■ DIRECTIONS FOR THIS TASK ■
Repeat exactly the lines from the line containing "assert_eq!(tracker.current_rate(&b), 1);" to the last line of the listing, including both.
━━━━━━━━━━━━━━━━━━━━━━━━━━━━━━
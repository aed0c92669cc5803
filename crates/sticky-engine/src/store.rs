use std::collections::{BTreeMap, HashMap};

use serde::{Deserialize, Serialize};
use tokio::sync::RwLock;
use tracing::debug;

use crate::{ChannelId, MessageId, StickyContent, Timestamp};

/// Durable state of one channel's sticky. The channel id is the store key.
#[derive(Debug, Clone, PartialEq, Eq, Serialize, Deserialize)]
pub struct StickyRecord {
    pub content: StickyContent,
    #[serde(default)]
    pub last_message_id: Option<MessageId>,
    #[serde(default)]
    pub last_sent_at: Option<Timestamp>,
}

impl StickyRecord {
    #[must_use]
    pub const fn new(content: StickyContent) -> Self {
        Self {
            content,
            last_message_id: None,
            last_sent_at: None,
        }
    }
}

/// Point-in-time copy of every record, keyed by channel, in stable order.
pub type StickySnapshot = BTreeMap<ChannelId, StickyRecord>;

/// One sticky record per channel.
#[derive(Debug, Default)]
pub struct StickyStore {
    records: RwLock<HashMap<ChannelId, StickyRecord>>,
}

impl StickyStore {
    #[must_use]
    pub fn new() -> Self {
        Self::default()
    }

    /// Creates or fully overwrites the channel's record, returning the old one.
    pub async fn set(&self, channel: ChannelId, content: StickyContent) -> Option<StickyRecord> {
        self.records
            .write()
            .await
            .insert(channel, StickyRecord::new(content))
    }

    pub async fn get(&self, channel: &ChannelId) -> Option<StickyRecord> {
        self.records.read().await.get(channel).cloned()
    }

    /// Records a successful post. `last_sent_at` never moves backwards.
    ///
    /// Returns `false` (and logs) when the channel has no record.
    pub async fn update_after_resend(
        &self,
        channel: &ChannelId,
        message_id: MessageId,
        at: Timestamp,
    ) -> bool {
        let mut records = self.records.write().await;
        let Some(record) = records.get_mut(channel) else {
            debug!(channel = %channel, message_id = %message_id, "Sticky update for channel without a record");
            return false;
        };
        record.last_message_id = Some(message_id);
        record.last_sent_at = Some(record.last_sent_at.map_or(at, |prev| prev.max(at)));
        true
    }

    pub async fn remove(&self, channel: &ChannelId) -> Option<StickyRecord> {
        self.records.write().await.remove(channel)
    }

    pub async fn snapshot(&self) -> StickySnapshot {
        self.records
            .read()
            .await
            .iter()
            .map(|(channel, record)| (channel.clone(), record.clone()))
            .collect()
    }

    /// Replaces every record with the contents of `snapshot`.
    pub async fn restore(&self, snapshot: StickySnapshot) {
        let mut records = self.records.write().await;
        records.clear();
        records.extend(snapshot);
    }

    /// Drops every record, returning how many there were.
    pub async fn clear(&self) -> usize {
        let mut records = self.records.write().await;
        let count = records.len();
        records.clear();
        count
    }

    pub async fn len(&self) -> usize {
        self.records.read().await.len()
    }

    pub async fn is_empty(&self) -> bool {
        self.records.read().await.is_empty()
    }
}

#[cfg(test)]
mod tests {
    use super::*;

    fn chan() -> ChannelId {
        ChannelId::from("!c:example.org")
    }

    #[tokio::test]
    async fn set_overwrites_and_resets_tracking() {
        let store = StickyStore::new();
        assert!(store.set(chan(), StickyContent::text("one")).await.is_none());
        store
            .update_after_resend(&chan(), MessageId::from("$1"), Timestamp::from_millis(10))
            .await;

        let previous = store.set(chan(), StickyContent::text("two")).await.unwrap();
        assert_eq!(previous.last_message_id, Some(MessageId::from("$1")));

        let current = store.get(&chan()).await.unwrap();
        assert_eq!(current.content, StickyContent::text("two"));
        assert!(current.last_message_id.is_none());
        assert!(current.last_sent_at.is_none());
        assert_eq!(store.len().await, 1);
    }

    #[tokio::test]
    async fn last_sent_at_never_goes_backwards() {
        let store = StickyStore::new();
        store.set(chan(), StickyContent::text("x")).await;
        store
            .update_after_resend(&chan(), MessageId::from("$2"), Timestamp::from_millis(500))
            .await;
        store
            .update_after_resend(&chan(), MessageId::from("$3"), Timestamp::from_millis(100))
            .await;

        let record = store.get(&chan()).await.unwrap();
        assert_eq!(record.last_message_id, Some(MessageId::from("$3")));
        assert_eq!(record.last_sent_at, Some(Timestamp::from_millis(500)));
    }

    #[tokio::test]
    async fn update_without_record_is_a_noop() {
        let store = StickyStore::new();
        let updated = store
            .update_after_resend(&chan(), MessageId::from("$1"), Timestamp::from_millis(1))
            .await;
        assert!(!updated);
        assert!(store.is_empty().await);
    }

    #[tokio::test]
    async fn snapshot_restore_and_clear() {
        let store = StickyStore::new();
        store.set(ChannelId::from("b"), StickyContent::text("b")).await;
        store.set(ChannelId::from("a"), StickyContent::text("a")).await;

        let snapshot = store.snapshot().await;
        let keys: Vec<_> = snapshot.keys().map(ChannelId::as_str).collect();
        assert_eq!(keys, ["a", "b"]);

        let other = StickyStore::new();
        other.set(ChannelId::from("z"), StickyContent::text("z")).await;
        other.restore(snapshot).await;
        assert!(other.get(&ChannelId::from("z")).await.is_none());
        assert_eq!(other.len().await, 2);

        assert_eq!(other.clear().await, 2);
        assert!(other.is_empty().await);
        assert!(store.remove(&ChannelId::from("a")).await.is_some());
        assert!(store.remove(&ChannelId::from("a")).await.is_none());
    }
}
use core::time::Duration;
use std::collections::VecDeque;

use dashmap::DashMap;

use crate::{ChannelId, Timestamp};

/// Span of the trailing window used to estimate messages per minute.
pub const RATE_WINDOW: Duration = Duration::from_secs(60);

/// Sliding window of message arrivals per channel.
///
/// Windows are created on first use and never removed; they only shrink as
/// entries age out. Nothing here is persisted.
#[derive(Debug)]
pub struct RateTracker {
    window: Duration,
    channels: DashMap<ChannelId, VecDeque<Timestamp>>,
}

impl Default for RateTracker {
    fn default() -> Self {
        Self::with_window(RATE_WINDOW)
    }
}

impl RateTracker {
    #[must_use]
    pub fn new() -> Self {
        Self::default()
    }

    #[must_use]
    pub fn with_window(window: Duration) -> Self {
        Self {
            window,
            channels: DashMap::new(),
        }
    }

    /// Appends `at` and prunes entries older than `at - window`.
    ///
    /// An instant earlier than the newest entry is clamped to it so the
    /// window stays ordered.
    pub fn record_message(&self, channel: &ChannelId, at: Timestamp) {
        let mut window = self.channels.entry(channel.clone()).or_default();
        let at = window.back().map_or(at, |newest| at.max(*newest));
        window.push_back(at);

        let cutoff = at.saturating_sub(self.window);
        while window.front().is_some_and(|oldest| *oldest < cutoff) {
            window.pop_front();
        }
    }

    /// Messages retained in the channel's window; 0 for unseen channels.
    #[must_use]
    pub fn current_rate(&self, channel: &ChannelId) -> usize {
        self.channels.get(channel).map_or(0, |window| window.len())
    }
}

#[cfg(test)]
mod tests {
    use super::*;

    fn ts(ms: u64) -> Timestamp {
        Timestamp::from_millis(ms)
    }

    #[test]
    fn unknown_channel_has_zero_rate() {
        let tracker = RateTracker::new();
        assert_eq!(tracker.current_rate(&ChannelId::from("nowhere")), 0);
    }

    #[test]
    fn prunes_entries_older_than_window() {
        let tracker = RateTracker::new();
        let chan = ChannelId::from("c");
        tracker.record_message(&chan, ts(0));
        tracker.record_message(&chan, ts(30_000));
        tracker.record_message(&chan, ts(60_000));
        // 0 is exactly 60s old and stays.
        assert_eq!(tracker.current_rate(&chan), 3);

        tracker.record_message(&chan, ts(60_001));
        assert_eq!(tracker.current_rate(&chan), 3);

        tracker.record_message(&chan, ts(200_000));
        assert_eq!(tracker.current_rate(&chan), 1);
    }

    #[test]
    fn channels_are_independent() {
        let tracker = RateTracker::new();
        let a = ChannelId::from("a");
        let b = ChannelId::from("b");
        for i in 0..5 {
            tracker.record_message(&a, ts(i * 100));
        }
        tracker.record_message(&b, ts(0));
        assert_eq!(tracker.current_rate(&a), 5);
        assert_eq!(tracker.current_rate(&b), 1);
    }

    #[test]
    fn out_of_order_arrivals_are_clamped() {
        let tracker = RateTracker::with_window(Duration::from_secs(10));
        let chan = ChannelId::from("c");
        tracker.record_message(&chan, ts(20_000));
        tracker.record_message(&chan, ts(1_000));
        assert_eq!(tracker.current_rate(&chan), 2);
        tracker.record_message(&chan, ts(30_001));
        assert_eq!(tracker.current_rate(&chan), 1);
    }
}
━━━━━━━━━━━━━━━━━━━━━━━━━━━━━━
■ ANSWER TO THE PROBLEM ■
        assert_eq!(tracker.current_rate(&b), 1);
    }

    #[test]
    fn out_of_order_arrivals_are_clamped() {
        let tracker = RateTracker::with_window(Duration::from_secs(10));
        let chan = ChannelId::from("c");
        tracker.record_message(&chan, ts(20_000));
        tracker.record_message(&chan, ts(1_000));
        assert_eq!(tracker.current_rate(&chan), 2);
        tracker.record_message(&chan, ts(30_001));
        assert_eq!(tracker.current_rate(&chan), 1);
    }
}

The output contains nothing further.